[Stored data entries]
Segment Open

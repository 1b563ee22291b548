use rusqlite::{params, Row};

use socialhub_types::Like;

use crate::connection::{Database, Table};
use crate::encode::{decode_dt, encode_dt};
use crate::error::Result;

fn map_like(row: &Row<'_>) -> rusqlite::Result<Like> {
    Ok(Like {
        post_id: row.get(0)?,
        user_id: row.get(1)?,
        created_at: decode_dt(2, row.get(2)?)?,
    })
}

#[derive(Clone)]
pub struct LikeRepository {
    db: Database,
}

impl LikeRepository {
    pub fn new(db: Database) -> Self {
        Self { db }
    }

    pub fn list_all(&self) -> Result<Vec<Like>> {
        let conn = self.db.connection()?;
        let mut stmt =
            conn.prepare("SELECT post_id, user_id, created_at FROM likes ORDER BY created_at")?;
        let likes = stmt.query_map([], map_like)?.collect::<Result<Vec<_>, _>>()?;
        Ok(likes)
    }

    pub fn for_post(&self, post_id: i64) -> Result<Vec<Like>> {
        let conn = self.db.connection()?;
        let mut stmt = conn.prepare(
            "SELECT post_id, user_id, created_at FROM likes WHERE post_id = ?1 ORDER BY created_at",
        )?;
        let likes = stmt.query_map([post_id], map_like)?.collect::<Result<Vec<_>, _>>()?;
        Ok(likes)
    }

    pub fn by_user(&self, user_id: i64) -> Result<Vec<Like>> {
        let conn = self.db.connection()?;
        let mut stmt = conn.prepare(
            "SELECT post_id, user_id, created_at FROM likes WHERE user_id = ?1 ORDER BY created_at",
        )?;
        let likes = stmt.query_map([user_id], map_like)?.collect::<Result<Vec<_>, _>>()?;
        Ok(likes)
    }

    /// Insert or replace a like for its (post, user) pair
    pub fn upsert(&self, like: &Like) -> Result<()> {
        let conn = self.db.connection()?;
        conn.execute(
            "INSERT OR REPLACE INTO likes (post_id, user_id, created_at) VALUES (?1, ?2, ?3)",
            params![like.post_id, like.user_id, encode_dt(&like.created_at)],
        )?;
        drop(conn);

        self.db.notify(Table::Likes);
        Ok(())
    }

    /// Remove a like by its composite key
    pub fn delete(&self, post_id: i64, user_id: i64) -> Result<bool> {
        let conn = self.db.connection()?;
        let changed = conn.execute(
            "DELETE FROM likes WHERE post_id = ?1 AND user_id = ?2",
            [post_id, user_id],
        )?;
        drop(conn);

        if changed > 0 {
            self.db.notify(Table::Likes);
        }
        Ok(changed > 0)
    }
}
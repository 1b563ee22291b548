use std::collections::HashSet;
use std::sync::Arc;

use chrono::Utc;

use crate::api::RemoteApi;
use crate::cache::LocalCache;
use crate::error::Error;
use crate::logging::SEARCH;
use crate::sync::to_user;
use socialhub_types::{SearchUsersResult, User};

pub const SEARCH_ERROR_FALLBACK: &str = "Couldn't load search results.";

/// Username search over the local cache and the remote API.
#[derive(Clone)]
pub struct UserSearch {
    api: Arc<dyn RemoteApi>,
    cache: LocalCache,
}

impl UserSearch {
    pub fn new(api: Arc<dyn RemoteApi>, cache: LocalCache) -> Self {
        Self { api, cache }
    }

    /// Local prefix matches followed by remote matches, deduplicated by id.
    ///
    /// A blank query returns nothing without touching the cache or network.
    /// A remote failure keeps the local matches and reports an error message.
    pub async fn search(&self, query: &str) -> SearchUsersResult {
        let query = query.trim();
        if query.is_empty() {
            return SearchUsersResult::default();
        }

        let (local, remote) = tokio::join!(self.local_matches(query), self.remote_matches(query));

        if let Err(e) = self.cache.record_search(query, Utc::now()).await {
            log::warn!(target: SEARCH, "Failed to record search '{}': {}", query, e);
        }

        match remote {
            Ok(remote) => SearchUsersResult {
                users: merge_by_id(local, remote),
                error_message: None,
            },
            Err(e) => {
                log::warn!(target: SEARCH, "Remote search for '{}' failed: {}", query, e);
                SearchUsersResult {
                    users: local,
                    error_message: Some(e.user_message(SEARCH_ERROR_FALLBACK)),
                }
            }
        }
    }

    async fn local_matches(&self, query: &str) -> Vec<User> {
        self.cache
            .search_users_by_prefix(query)
            .await
            .unwrap_or_else(|e| {
                log::warn!(target: SEARCH, "Local search for '{}' failed: {}", query, e);
                Vec::new()
            })
    }

    async fn remote_matches(&self, query: &str) -> Result<Vec<User>, Error> {
        let response = self.api.search_users(query).await?;
        let users: Vec<User> = response.users.into_iter().map(to_user).collect();

        if !users.is_empty() {
            if let Err(e) = self.cache.upsert_users(users.clone()).await {
                log::warn!(target: SEARCH, "Failed to cache search results: {}", e);
            }
        }
        Ok(users)
    }
}

/// `local` then `remote`, keeping the first row seen for each id
pub fn merge_by_id(local: Vec<User>, remote: Vec<User>) -> Vec<User> {
    let mut seen = HashSet::new();
    local
        .into_iter()
        .chain(remote)
        .filter(|user| seen.insert(user.id))
        .collect()
}
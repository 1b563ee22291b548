//! Form validation. Functions return the message to show, or `None` when
//! the value is acceptable.

use once_cell::sync::Lazy;
use regex::Regex;

pub const MAX_POST_LENGTH: usize = 280;

pub const USERNAME_FORMAT_ERROR: &str = "Only letters, numbers, _ or -";
pub const USERNAME_TAKEN_ERROR: &str = "Username already taken";
pub const EMAIL_REQUIRED_ERROR: &str = "Email is required";
pub const EMAIL_FORMAT_ERROR: &str = "Email format is invalid";
pub const POST_TOO_LONG_ERROR: &str = "Post must be 280 characters or less";

static USERNAME_RE: Lazy<Regex> = Lazy::new(|| {
    Regex::new(r"^[A-Za-z0-9_-]+$").expect("username pattern is valid")
});

static EMAIL_RE: Lazy<Regex> = Lazy::new(|| {
    Regex::new(r"^[A-Za-z0-9]+(\.[A-Za-z0-9]+)*@[A-Za-z0-9]+(\.[A-Za-z0-9]+)+$")
        .expect("email pattern is valid")
});

/// Blank usernames get no message; registration is still blocked on them.
pub fn validate_username(username: &str) -> Option<&'static str> {
    let username = username.trim();
    if username.is_empty() || USERNAME_RE.is_match(username) {
        None
    } else {
        Some(USERNAME_FORMAT_ERROR)
    }
}

pub fn validate_email(email: &str) -> Option<&'static str> {
    let email = email.trim();
    if email.is_empty() {
        Some(EMAIL_REQUIRED_ERROR)
    } else if !EMAIL_RE.is_match(email) {
        Some(EMAIL_FORMAT_ERROR)
    } else {
        None
    }
}

pub fn validate_post_content(content: &str) -> Option<&'static str> {
    (content.chars().count() > MAX_POST_LENGTH).then_some(POST_TOO_LONG_ERROR)
}
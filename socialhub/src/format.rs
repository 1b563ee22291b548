//! Display helpers shared by the feed, profile and enrichment code.

use chrono::{DateTime, Utc};

/// Avatar service used for every remote user
const AVATAR_BASE_URL: &str = "https://i.pravatar.cc/150?u=";

/// Compact age of a post: `now`, `5m`, `3h`, `2d`.
///
/// Minutes are truncated; timestamps in the future count as `now`.
pub fn relative_age(created_at: DateTime<Utc>, now: DateTime<Utc>) -> String {
    let minutes = (now - created_at).num_minutes().max(0);
    match minutes {
        0 => "now".to_string(),
        1..=59 => format!("{}m", minutes),
        60..=1439 => format!("{}h", minutes / 60),
        _ => format!("{}d", minutes / 1440),
    }
}

/// Profile bio assembled from the remote user's address, school and employer.
///
/// Returns `None` when every part is blank.
pub fn build_bio(city: &str, country: &str, university: &str, company: &str) -> Option<String> {
    let location = join_non_blank(&[city, country], ", ");
    let first_line = join_non_blank(&[&location, university], " - ");
    let bio = join_non_blank(&[&first_line, company], "\n");
    (!bio.is_empty()).then_some(bio)
}

pub fn avatar_url(username: &str) -> String {
    format!("{}{}", AVATAR_BASE_URL, username)
}

/// Author name shown while the author row has not been fetched yet
pub fn placeholder_name(user_id: i64) -> String {
    format!("User {}", user_id)
}

pub fn placeholder_handle(user_id: i64) -> String {
    format!("@user{}", user_id)
}

fn join_non_blank(parts: &[&str], separator: &str) -> String {
    parts
        .iter()
        .map(|part| part.trim())
        .filter(|part| !part.is_empty())
        .collect::<Vec<_>>()
        .join(separator)
}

Segment Closed

[Brief]:
The lines to copy are those above that contain "execute".

[Solved exercise]:
        conn.execute(
        let changed = conn.execute(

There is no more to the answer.